From viewer POV, the year

From a moviegoer’s perspective, the 2026 horror year offers pace and range. January is a tasting table, February delivers a legacy slasher, April returns a Universal monster, May and June provide a back-to-back supernatural punch for date nights and group outings, July runs hard, August and September keep the supernatural momentum, October turns into a Jordan Peele event, and December invites a somber, literate nightmare. That is how you sustain heat and footfall without cannibalizing your own titles. The pattern also supports social campaigns that can stack through the year, using earlier releases to seed the audience for bigger plays in the fall.
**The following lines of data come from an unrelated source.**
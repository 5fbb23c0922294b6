// Lexical helpers for the aggregation query DSL

use nom::{
    branch::alt,
    bytes::complete::tag,
    character::complete::{alpha1, alphanumeric1, digit1, multispace0},
    combinator::{map, map_res, recognize},
    multi::many0_count,
    sequence::{delimited, pair},
    IResult,
};

/// Wrap a parser so it skips surrounding whitespace
pub fn ws<'a, F, O>(inner: F) -> impl FnMut(&'a str) -> IResult<&'a str, O>
where
    F: FnMut(&'a str) -> IResult<&'a str, O>,
{
    delimited(multispace0, inner, multispace0)
}

/// Identifier: letter or underscore, then letters, digits, underscores
pub fn identifier(input: &str) -> IResult<&str, String> {
    map(
        recognize(pair(
            alt((alpha1, tag("_"))),
            many0_count(alt((alphanumeric1, tag("_")))),
        )),
        |s: &str| s.to_string(),
    )(input)
}

/// Unsigned integer literal
pub fn number_literal(input: &str) -> IResult<&str, usize> {
    map_res(digit1, |s: &str| s.parse::<usize>())(input)
}

#[cfg(test)]
mod tests {
    use super::*;

    #[test]
    fn test_identifier() {
        assert_eq!(identifier("first_name, x"), Ok((", x", "first_name".to_string())));
        assert_eq!(identifier("_x1)"), Ok((")", "_x1".to_string())));
        assert!(identifier("1abc").is_err());
    }

    #[test]
    fn test_number_literal() {
        assert_eq!(number_literal("10)"), Ok((")", 10)));
        assert!(number_literal("ten").is_err());
    }

    #[test]
    fn test_ws() {
        let mut parser = ws(identifier);
        assert_eq!(parser("  race  |"), Ok(("|", "race".to_string())));
    }
}
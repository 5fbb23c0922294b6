// SQLite-backed aggregation source and character import

use crate::data::{AggregationRow, CharacterRecord};
use crate::parser::ast::{AggregationSpec, Column, Direction, OrderKey};
use crate::source::AggregationSource;
use anyhow::{anyhow, Context, Result};
use rusqlite::{params, Connection, OpenFlags, OptionalExtension};
use std::path::Path;
use tracing::{debug, info};

/// Tables read by `SqliteSource` and written by `import_characters`.
/// Existing tables are left untouched.
pub const SCHEMA: &str = "
    CREATE TABLE IF NOT EXISTS character_titles (
        id INTEGER PRIMARY KEY,
        title TEXT NOT NULL UNIQUE
    );
    CREATE TABLE IF NOT EXISTS characters (
        id INTEGER PRIMARY KEY,
        first_name TEXT NOT NULL,
        last_name TEXT NOT NULL,
        race TEXT NOT NULL,
        clan TEXT NOT NULL,
        gender TEXT NOT NULL,
        title_id INTEGER REFERENCES character_titles(id)
    );
";

/// Reads an existing character database.
///
/// Expects `characters(first_name, last_name, race, clan, gender, title_id)`
/// and `character_titles(id, title)`. Counts match `MemorySource` over the
/// same characters: NULL and empty keys group together as `""`, and titles
/// that are empty strings are skipped like untitled characters.
pub struct SqliteSource {
    conn: Connection,
}

impl SqliteSource {
    pub fn open(path: &Path) -> Result<Self> {
        let conn = Connection::open_with_flags(path, OpenFlags::SQLITE_OPEN_READ_ONLY)
            .with_context(|| format!("Failed to open database '{}'", path.display()))?;
        Ok(Self { conn })
    }

    pub fn from_connection(conn: Connection) -> Self {
        Self { conn }
    }
}

fn column_expr(column: Column) -> &'static str {
    match column {
        Column::FirstName => "COALESCE(characters.first_name, '')",
        Column::LastName => "COALESCE(characters.last_name, '')",
        Column::Race => "COALESCE(characters.race, '')",
        Column::Clan => "COALESCE(characters.clan, '')",
        Column::Gender => "COALESCE(characters.gender, '')",
        Column::Title => "character_titles.title",
    }
}

/// Build the SQL for a validated spec. Only whitelisted column expressions
/// are interpolated.
pub fn build_sql(spec: &AggregationSpec) -> String {
    let cols: Vec<&str> = spec.group_by.iter().map(|c| column_expr(*c)).collect();

    let mut sql = format!("SELECT {}, COUNT(*) AS count FROM characters", cols.join(", "));
    if spec.uses_title() {
        sql.push_str(" INNER JOIN character_titles ON characters.title_id = character_titles.id");
        sql.push_str(" WHERE character_titles.title <> ''");
    }
    sql.push_str(&format!(" GROUP BY {}", cols.join(", ")));

    let mut terms: Vec<String> = spec
        .order_by
        .iter()
        .map(|t| {
            let key = match t.key {
                OrderKey::Column(c) => column_expr(c),
                OrderKey::Count => "count",
            };
            match t.direction {
                Direction::Asc => key.to_string(),
                Direction::Desc => format!("{} DESC", key),
            }
        })
        .collect();
    // Ties fall back to the group key ascending, same as the in-memory source
    for col in &spec.group_by {
        if !spec.order_by.iter().any(|t| t.key == OrderKey::Column(*col)) {
            terms.push(column_expr(*col).to_string());
        }
    }
    sql.push_str(&format!(" ORDER BY {}", terms.join(", ")));

    if let Some(limit) = spec.limit {
        sql.push_str(&format!(" LIMIT {}", limit));
    }
    sql
}

impl AggregationSource for SqliteSource {
    fn aggregate(&self, spec: &AggregationSpec) -> Result<Vec<AggregationRow>> {
        spec.validate().map_err(|msg| anyhow!("Invalid query '{}': {}", spec, msg))?;

        let sql = build_sql(spec);
        debug!(%sql, "running aggregation");

        let width = spec.group_by.len();
        let mut stmt = self
            .conn
            .prepare(&sql)
            .with_context(|| format!("Failed to prepare query for '{}'", spec))?;

        let rows = stmt
            .query_map([], |row| {
                let mut keys = Vec::with_capacity(width);
                for idx in 0..width {
                    keys.push(row.get::<_, String>(idx)?);
                }
                let count: i64 = row.get(width)?;
                Ok(AggregationRow {
                    keys,
                    count: u64::try_from(count).unwrap_or(0),
                })
            })
            .with_context(|| format!("Failed to run query for '{}'", spec))?
            .collect::<rusqlite::Result<Vec<_>>>()
            .with_context(|| format!("Failed to read rows for '{}'", spec))?;

        debug!(query = %spec, rows = rows.len(), "aggregated in sqlite");
        Ok(rows)
    }
}

/// Outcome of one `import_characters` call
#[derive(Debug, Clone, Copy, PartialEq, Eq, Default)]
pub struct ImportSummary {
    pub characters: usize,
    pub titles_created: usize,
}

/// Open (or create) a database for writing and make sure the tables exist.
pub fn open_for_import(path: &Path) -> Result<Connection> {
    let conn = Connection::open(path)
        .with_context(|| format!("Failed to open database '{}' for writing", path.display()))?;
    create_schema(&conn)?;
    Ok(conn)
}

pub fn create_schema(conn: &Connection) -> Result<()> {
    conn.execute_batch(SCHEMA).context("Failed to create character tables")
}

/// Return the id of `title`, inserting it first when it is new.
fn title_id(conn: &Connection, title: &str, summary: &mut ImportSummary) -> Result<i64> {
    let existing: Option<i64> = conn
        .query_row("SELECT id FROM character_titles WHERE title = ?1", [title], |row| row.get(0))
        .optional()
        .with_context(|| format!("Failed to look up title '{}'", title))?;
    if let Some(id) = existing {
        return Ok(id);
    }

    conn.execute("INSERT INTO character_titles (title) VALUES (?1)", [title])
        .with_context(|| format!("Failed to insert title '{}'", title))?;
    summary.titles_created += 1;
    Ok(conn.last_insert_rowid())
}

/// Append `records` to `characters` in one transaction, reusing title rows
/// that already exist. Nothing is written if any insert fails.
pub fn import_characters(conn: &mut Connection, records: &[CharacterRecord]) -> Result<ImportSummary> {
    let tx = conn.transaction().context("Failed to start import transaction")?;
    let mut summary = ImportSummary::default();
    {
        let mut insert = tx
            .prepare(
                "INSERT INTO characters (first_name, last_name, race, clan, gender, title_id)
                 VALUES (?1, ?2, ?3, ?4, ?5, ?6)",
            )
            .context("Failed to prepare character insert")?;

        for record in records {
            let title = match record.title.as_deref().filter(|t| !t.is_empty()) {
                Some(title) => Some(title_id(&tx, title, &mut summary)?),
                None => None,
            };
            insert
                .execute(params![
                    record.first_name,
                    record.last_name,
                    record.race,
                    record.clan,
                    record.gender,
                    title,
                ])
                .with_context(|| {
                    format!("Failed to insert character '{} {}'", record.first_name, record.last_name)
                })?;
            summary.characters += 1;
        }
    }
    tx.commit().context("Failed to commit import")?;

    info!(
        characters = summary.characters,
        titles_created = summary.titles_created,
        "imported characters"
    );
    Ok(summary)
}

#[cfg(test)]
mod tests {
    use super::*;
    use crate::parser::parse_aggregation;
    use crate::source::MemorySource;

    const CHARACTERS: [(&str, &str, &str, &str, &str, Option<&str>); 6] = [
        ("Alphinaud", "Leveilleur", "Elezen", "Wildwood", "Male", Some("Scion")),
        ("Alisaie", "Leveilleur", "Elezen", "Wildwood", "Female", Some("Scion")),
        ("Thancred", "Waters", "Hyur", "Midlander", "Male", None),
        ("Minfilia", "Warde", "Hyur", "Midlander", "Female", Some("Antecedent")),
        ("Urianger", "Augurelt", "Elezen", "Duskwight", "Male", None),
        ("Papalymo", "Totolymo", "Lalafell", "Plainsfolk", "Male", Some("Scion")),
    ];

    fn records() -> Vec<CharacterRecord> {
        CHARACTERS
            .iter()
            .map(|(first, last, race, clan, gender, title)| CharacterRecord {
                first_name: first.to_string(),
                last_name: last.to_string(),
                race: race.to_string(),
                clan: clan.to_string(),
                gender: gender.to_string(),
                title: title.map(str::to_string),
            })
            .collect()
    }

    fn empty_db() -> Connection {
        let conn = Connection::open_in_memory().unwrap();
        create_schema(&conn).unwrap();
        conn
    }

    fn sqlite_source() -> SqliteSource {
        let mut conn = empty_db();
        import_characters(&mut conn, &records()).unwrap();
        SqliteSource::from_connection(conn)
    }

    fn count(source: &SqliteSource, query: &str) -> Vec<AggregationRow> {
        source.aggregate(&parse_aggregation(query).unwrap()).unwrap()
    }

    #[test]
    fn test_build_sql_breakdown() {
        let spec = parse_aggregation("count(race, clan, gender) | order(race, clan, gender desc)").unwrap();
        assert_eq!(
            build_sql(&spec),
            "SELECT COALESCE(characters.race, ''), COALESCE(characters.clan, ''), COALESCE(characters.gender, ''), \
             COUNT(*) AS count FROM characters \
             GROUP BY COALESCE(characters.race, ''), COALESCE(characters.clan, ''), COALESCE(characters.gender, '') \
             ORDER BY COALESCE(characters.race, ''), COALESCE(characters.clan, ''), COALESCE(characters.gender, '') DESC"
        );
    }

    #[test]
    fn test_build_sql_title_join() {
        let spec = parse_aggregation("count(title) | order(count desc) | limit(10)").unwrap();
        let sql = build_sql(&spec);
        assert!(sql.contains("INNER JOIN character_titles ON characters.title_id = character_titles.id"));
        assert!(sql.contains("WHERE character_titles.title <> ''"));
        assert!(sql.ends_with("ORDER BY count DESC, character_titles.title LIMIT 10"));
    }

    #[test]
    fn test_build_sql_unordered_uses_key_order() {
        let spec = parse_aggregation("count(race, gender)").unwrap();
        assert!(build_sql(&spec).ends_with("ORDER BY COALESCE(characters.race, ''), COALESCE(characters.gender, '')"));
    }

    #[test]
    fn test_sqlite_matches_memory_source() {
        let sqlite = sqlite_source();
        let memory = MemorySource::new(records());
        for query in [
            "count(gender) | order(gender desc)",
            "count(race) | order(race desc)",
            "count(race, clan, gender) | order(race, clan, gender desc)",
            "count(title) | order(count desc) | limit(10)",
            "count(last_name) | order(count desc) | limit(3)",
        ] {
            let spec = parse_aggregation(query).unwrap();
            assert_eq!(
                sqlite.aggregate(&spec).unwrap(),
                memory.aggregate(&spec).unwrap(),
                "query: {}",
                query
            );
        }
    }

    #[test]
    fn test_null_and_empty_keys_group_together() {
        let conn = Connection::open_in_memory().unwrap();
        conn.execute_batch(
            "CREATE TABLE character_titles (id INTEGER PRIMARY KEY, title TEXT);
             CREATE TABLE characters (
                 id INTEGER PRIMARY KEY,
                 first_name TEXT, last_name TEXT, race TEXT, clan TEXT, gender TEXT,
                 title_id INTEGER
             );
             INSERT INTO character_titles (id, title) VALUES (1, ''), (2, 'Scion');
             INSERT INTO characters (first_name, last_name, race, clan, gender, title_id) VALUES
                 ('Ardbert', 'Hyllfyr', NULL, 'Midlander', 'Male', 1),
                 ('Feo', 'Ul', '', 'Wildwood', 'Male', NULL),
                 ('Ryne', 'Waters', 'Hyur', 'Midlander', 'Female', 2);",
        )
        .unwrap();
        let source = SqliteSource::from_connection(conn);

        assert_eq!(
            count(&source, "count(race)"),
            vec![AggregationRow::new([""], 2), AggregationRow::new(["Hyur"], 1)]
        );
        assert_eq!(count(&source, "count(title)"), vec![AggregationRow::new(["Scion"], 1)]);
    }

    #[test]
    fn test_import_reuses_titles() {
        let mut conn = empty_db();
        let first = import_characters(&mut conn, &records()).unwrap();
        assert_eq!(first, ImportSummary { characters: 6, titles_created: 2 });

        let second = import_characters(&mut conn, &records()[..2]).unwrap();
        assert_eq!(second, ImportSummary { characters: 2, titles_created: 0 });

        let titles: i64 = conn
            .query_row("SELECT COUNT(*) FROM character_titles", [], |row| row.get(0))
            .unwrap();
        assert_eq!(titles, 2);

        let source = SqliteSource::from_connection(conn);
        assert_eq!(
            count(&source, "count(title) | order(count desc)"),
            vec![AggregationRow::new(["Scion"], 5), AggregationRow::new(["Antecedent"], 1)]
        );
    }

    #[test]
    fn test_import_skips_empty_title() {
        let mut conn = empty_db();
        let mut record = records().remove(0);
        record.title = Some(String::new());
        let summary = import_characters(&mut conn, &[record]).unwrap();
        assert_eq!(summary.titles_created, 0);

        let title_id: Option<i64> = conn
            .query_row("SELECT title_id FROM characters", [], |row| row.get(0))
            .unwrap();
        assert_eq!(title_id, None);
    }

    #[test]
    fn test_open_missing_database_fails() {
        assert!(SqliteSource::open(Path::new("/nonexistent/gubal.db")).is_err());
    }
}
Exhibitors value the spacing. Horror delivers preview-night pops, tight deployments, and strong PLF uptake when the creative supports it. The 2026 slate has at least three titles that can credibly make the premium-screen case, with The Mummy, Evil Dead Burn, and Werwulf all showcasing surface detail, soundscape, and framing that benefit from larger formats. The calendar also leaves room for specialty platformers to open in New York and Los Angeles, build reviews, and slide into national conversation as the fall progresses.

2026, Lined Up To Scare

Calendars slide. Ratings change. Casts update. But the spine of 2026 horror is firm. There is IP strength where it matters, original vision where it matters, and a calendar that shows studios understand how and when audiences want to be scared. The awards and festival pipeline into 2027 will come into focus once the fall festivals lock, and it would not be surprising to see at least one late-breaking specialty acquisition join the party. For now, the job is simple, produce clean trailers, guard the secrets, and let the screams sell the seats.